Bernadette: I just love the idea of a character having a secret life that the author doesn’t even know about.

 

Thinking about Jane Austen Book Club the other day, I remembered this scene. One of the characters thinks Charlotte Lucas, from the ever popular Pride and Prejudice, is gay because she tells Lizzy that she’s not as “romantic” as she is. Obviously, this raises some questions.

Can characters have secret lives separate from their authors’ wishes and intents? I know many fanfiction writers believe so. Just look at the number of Harry/Draco fics that exist.

But I’m not talking about Alternate Universe scenarios, or wishful thinking. If a character’s secret life fits within the context of the original novel, does that mean it could exist? That it does exist? Or is the text itself the final word?

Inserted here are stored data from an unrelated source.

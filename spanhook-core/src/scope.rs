//! Module scopes - the owners of dynamically loaded program units.
//!
//! A scope plays the role of a class loader or dynamically loaded module: it
//! owns the units it defines and carries the packaging metadata (artifact
//! coordinates and versions) shipped with them. Scopes are shared as `Arc`
//! and identified by a process-unique id that is never reused.

use std::collections::HashMap;
use std::fmt;
use std::sync::atomic::{AtomicU64, Ordering};
use std::sync::Arc;

static NEXT_SCOPE_ID: AtomicU64 = AtomicU64::new(1);

/// Process-unique identity of a module scope
#[derive(Debug, Clone, Copy, PartialEq, Eq, Hash, PartialOrd, Ord)]
pub struct ScopeId(u64);

impl ScopeId {
    fn next() -> Self {
        Self(NEXT_SCOPE_ID.fetch_add(1, Ordering::Relaxed))
    }

    pub fn as_u64(&self) -> u64 {
        self.0
    }
}

impl fmt::Display for ScopeId {
    fn fmt(&self, f: &mut fmt::Formatter<'_>) -> fmt::Result {
        write!(f, "scope-{}", self.0)
    }
}

/// Owner of a set of program units
#[derive(Debug)]
pub struct ModuleScope {
    id: ScopeId,
    name: String,
    /// "group:artifact" -> version, as found in the packaging metadata
    packaging: HashMap<String, String>,
}

impl ModuleScope {
    /// Create a scope without packaging metadata.
    pub fn new(name: impl Into<String>) -> Arc<Self> {
        Self::with_packaging(name, std::iter::empty::<(String, String)>())
    }

    /// Create a scope whose packaging metadata lists the given
    /// `("group:artifact", version)` coordinates.
    pub fn with_packaging<K, V>(
        name: impl Into<String>,
        packaging: impl IntoIterator<Item = (K, V)>,
    ) -> Arc<Self>
    where
        K: Into<String>,
        V: Into<String>,
    {
        Arc::new(Self {
            id: ScopeId::next(),
            name: name.into(),
            packaging: packaging
                .into_iter()
                .map(|(k, v)| (k.into(), v.into()))
                .collect(),
        })
    }

    pub fn id(&self) -> ScopeId {
        self.id
    }

    pub fn name(&self) -> &str {
        &self.name
    }

    /// Look up an artifact version in the packaging metadata.
    ///
    /// This is the expensive operation the scoped cache memoizes; a missing
    /// artifact is a legitimate `None` answer.
    pub fn version_of(&self, group_id: &str, artifact_id: &str) -> Option<String> {
        self.packaging
            .get(&format!("{group_id}:{artifact_id}"))
            .filter(|v| !v.trim().is_empty())
            .cloned()
    }
}

#[cfg(test)]
mod tests {
    use super::*;

    #[test]
    fn test_scope_ids_are_unique() {
        let a = ModuleScope::new("a");
        let b = ModuleScope::new("b");
        assert_ne!(a.id(), b.id());
        assert_eq!(a.name(), "a");
    }

    #[test]
    fn test_version_lookup() {
        let scope = ModuleScope::with_packaging(
            "scheduler",
            [("org.quartz-scheduler:quartz", "2.3.2"), ("empty:blank", " ")],
        );

        assert_eq!(
            scope.version_of("org.quartz-scheduler", "quartz").as_deref(),
            Some("2.3.2")
        );
        assert_eq!(scope.version_of("org.quartz-scheduler", "jobs"), None);
        assert_eq!(scope.version_of("empty", "blank"), None);
    }
}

And even if it is possible, is it right to usurp the author (especially when they can no longer defend their work, like Austen) by deciding for them if a character has a secret life?

I think it’s an interesting idea to have characters hiding things from their authors, though I’m not sure how I would feel if I were to find out ten years from now that Pennington is Saydie’s father or whatever. That would definitely put a new light on their relationship.

I put these questions to you. Do you think characters have secret lives?


Jennifer A. Johnson is a newly published fantasy writer thanks to The Adventure of Creation anthology. She's still revising her first novel, but you can sign up for her free newsletter to pass the time.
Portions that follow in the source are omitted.